«Обалдеть!»
Первой мыслью Кравцова стал, однако, отнюдь не вопрос об источнике такой феноменальной информированности, а только жаркое и жадное чувство осознания меры богатства, свалившегося на него столь неожиданным образом. Лишь чуть позже – на сцене как раз старый священник вершил брачное таинство над юными влюбленными – до Кравцова начали доходить все следствия произошедшего с ним чуда. Но, как ни странно, именно понимание того, что сознание его не есть более сознание того самого человека, каким он себя помнил и понимал, «охладило пыл» Кравцова. Он успокоился, приняв к сведению новые свои обстоятельства и открывающиеся в связи с этим перспективы, и постановил «не сходить с ума». Чем бы это ни было, кем бы ни стал теперь он сам, правда – обычная правда ежедневного сосуществования – заключалась в том, что он, Макс Давыдович Кравцов, есть лишь то, что он есть. И никакой другой судьбы, кроме той, что развертывается здесь и сейчас, у него нет.
И, освободившись на время от открывшихся ему истин, яростно аплодировал вместе со всем залом. Он был искренен – спектакль Кравцову понравился – и естествен. Его занимали сейчас отнюдь не мысли о Семенове или Троцком, Махно или Сталине, он думал о женщине, хлопавшей в ладоши рядом с ним. Он чувствовал любовь, а не страх, душевный подъем, а не растерянность. Что-то важное – сейчас он знал это наверняка – случилось с ним в Коммунистическом университете на Миусской площади, когда он самым решительным образом выбрал любовь и жизнь, поцеловав у всех на глазах Рашель Кайдановскую. Выбор сделан, остальное – дело техники. И не красит мужчину – думать о чертях и ангелах, когда рядом с ним та, от одного запаха которой заходится «в истерике» его обычно спокойное сердце.

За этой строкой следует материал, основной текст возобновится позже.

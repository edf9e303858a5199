//! Compile and decompile single command-list resources

use anyhow::{Context, Result};
use clap::Args;
use std::io::{Read, Write};
use std::path::{Path, PathBuf};

use egg_common::cmdlist::{Compiler, Decompiler};
use egg_common::path::resolve_type;
use egg_common::{Registry, Rom};

use crate::manifest::EggManifest;
use crate::schema::SchemaArgs;

/// Arguments for the compile command
#[derive(Args)]
pub struct CompileArgs {
    /// Command-list text, `-` for stdin
    pub input: PathBuf,

    /// Output file (stdout if omitted)
    #[arg(short, long)]
    pub output: Option<PathBuf>,

    /// Resource type: a name or a decimal tid
    #[arg(short = 't', long = "type", value_name = "TYPE")]
    pub type_name: String,

    /// ROM used to resolve `TYPE:NAME` references and custom type names
    #[arg(long)]
    pub rom: Option<PathBuf>,

    #[command(flatten)]
    pub schema: SchemaArgs,
}

/// Arguments for the decompile command
#[derive(Args)]
pub struct DecompileArgs {
    /// Binary command list, `-` for stdin
    pub input: PathBuf,

    /// Output file (stdout if omitted)
    #[arg(short, long)]
    pub output: Option<PathBuf>,

    /// Resource type: a name or a decimal tid
    #[arg(short = 't', long = "type", value_name = "TYPE")]
    pub type_name: String,

    /// ROM supplying custom type names
    #[arg(long)]
    pub rom: Option<PathBuf>,

    #[command(flatten)]
    pub schema: SchemaArgs,
}

/// Execute the compile command
pub fn compile(args: CompileArgs, manifest: Option<&EggManifest>) -> Result<()> {
    let input = read_input(&args.input)?;
    let text = String::from_utf8(input)
        .with_context(|| format!("Not UTF-8 text: {}", args.input.display()))?;

    let mut registry = args.schema.registry(manifest);
    let mut rom = load_rom(args.rom.as_deref())?;
    let tid = resolve_type(&args.type_name, &mut rom, &mut registry)
        .with_context(|| format!("Unknown resource type: {}", args.type_name))?;
    registry.require().context("Failed to load schema")?;

    let bin = Compiler::new(&registry, tid, Some(&rom))
        .compile(&text)
        .with_context(|| format!("Failed to compile {}", args.input.display()))?;
    write_output(args.output.as_deref(), &bin)?;
    tracing::debug!("Compiled {} bytes for type {}", bin.len(), tid);
    Ok(())
}

/// Execute the decompile command
pub fn decompile(args: DecompileArgs, manifest: Option<&EggManifest>) -> Result<()> {
    let input = read_input(&args.input)?;

    let mut registry = args.schema.registry(manifest);
    let mut rom = load_rom(args.rom.as_deref())?;
    let tid = resolve_type(&args.type_name, &mut rom, &mut registry)
        .with_context(|| format!("Unknown resource type: {}", args.type_name))?;
    registry.require().context("Failed to load schema")?;

    let text = Decompiler::new(&registry, tid, Some(&rom))
        .decompile(&input)
        .with_context(|| format!("Failed to decompile {}", args.input.display()))?;
    write_output(args.output.as_deref(), text.as_bytes())
}

fn load_rom(path: Option<&Path>) -> Result<Rom> {
    let Some(path) = path else {
        return Ok(Rom::new());
    };
    let bytes =
        std::fs::read(path).with_context(|| format!("Failed to read ROM: {}", path.display()))?;
    Rom::decode(&bytes).with_context(|| format!("Failed to decode ROM: {}", path.display()))
}

fn read_input(path: &Path) -> Result<Vec<u8>> {
    if path.as_os_str() == "-" {
        let mut buf = Vec::new();
        std::io::stdin()
            .read_to_end(&mut buf)
            .context("Failed to read stdin")?;
        return Ok(buf);
    }
    std::fs::read(path).with_context(|| format!("Failed to read {}", path.display()))
}

fn write_output(path: Option<&Path>, bytes: &[u8]) -> Result<()> {
    match path {
        Some(path) => std::fs::write(path, bytes)
            .with_context(|| format!("Failed to write {}", path.display())),
        None => std::io::stdout()
            .write_all(bytes)
            .context("Failed to write stdout"),
    }
}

– Это так странно, словно бы я и не я вовсе, а героиня какого-нибудь романа… – Страсть улеглась, отступила в сторону, уступив на время место тихому покою, и голос женщины звучит ровно и умиротворенно. – И ты… Чехов, Амфитеатров…
– Я? – искренно удивился Кравцов, лениво припоминая, что же там такое могло быть у Чехова. «Солнечный удар» разве. Но, если говорить о русской литературе, он предпочел бы Достоевского. Не содержательно, не в смысле сюжета или конкретных образов, но вот эмоционально, имея в виду нерв и страсть…
– Я? Из Чехова? Ты помнишь, каким я был, когда пришел в Комитет? Ходячий мертвец, мощи египетские…
– Ну, не скажи! – возражает с улыбкой Рашель. – Что я мощей не видела? Я же с восемнадцатого года на войне. И тифозных видела, и голодающих… Смертью меня не удивить.
«Ее смертью не удивить… Ну, надо же!»
В полулюксе Кравцова темно. Электричества нет третий день, а на дворе ночь. На улице, за высоким окном – темный город под тяжелым, затянутым тучами небом. Как принято говорить, не видно ни зги. Пока шли из театра, совсем стемнело, кое-где улицы, казалось, полностью вымерли, словно по ним прошли апокалипсические Мор и Глад. Если и не страшно, то уж точно – неуютно. Но, видимо, те, кто мог обернуть неясные опасения в ужасную реальность, вполне здраво оценили недвусмысленно засунутые в карманы руки двух припозднившихся любовников, возникающих порой из тьмы, чтобы пересечь лунную дорожку, и вновь исчезающих из виду. Но не все же москвичи владеют личным оружием? Поэтому городские пространства темны и покинуты, предоставленные знобкой тишине и кладбищенскому покою. Темно. Но и по эту сторону новеньких стекол – «И где только добыли при нашей-то бедности?!» – тоже властвует тьма египетская. Где-то – и Макс Давыдович даже знает, где именно – есть у него свечка в купленном по случаю с рук дрянном подсвечнике. Но когда пришли сюда, добравшись пешком из театра, все произошло так стремительно и естественно, что об огне никто и не подумал.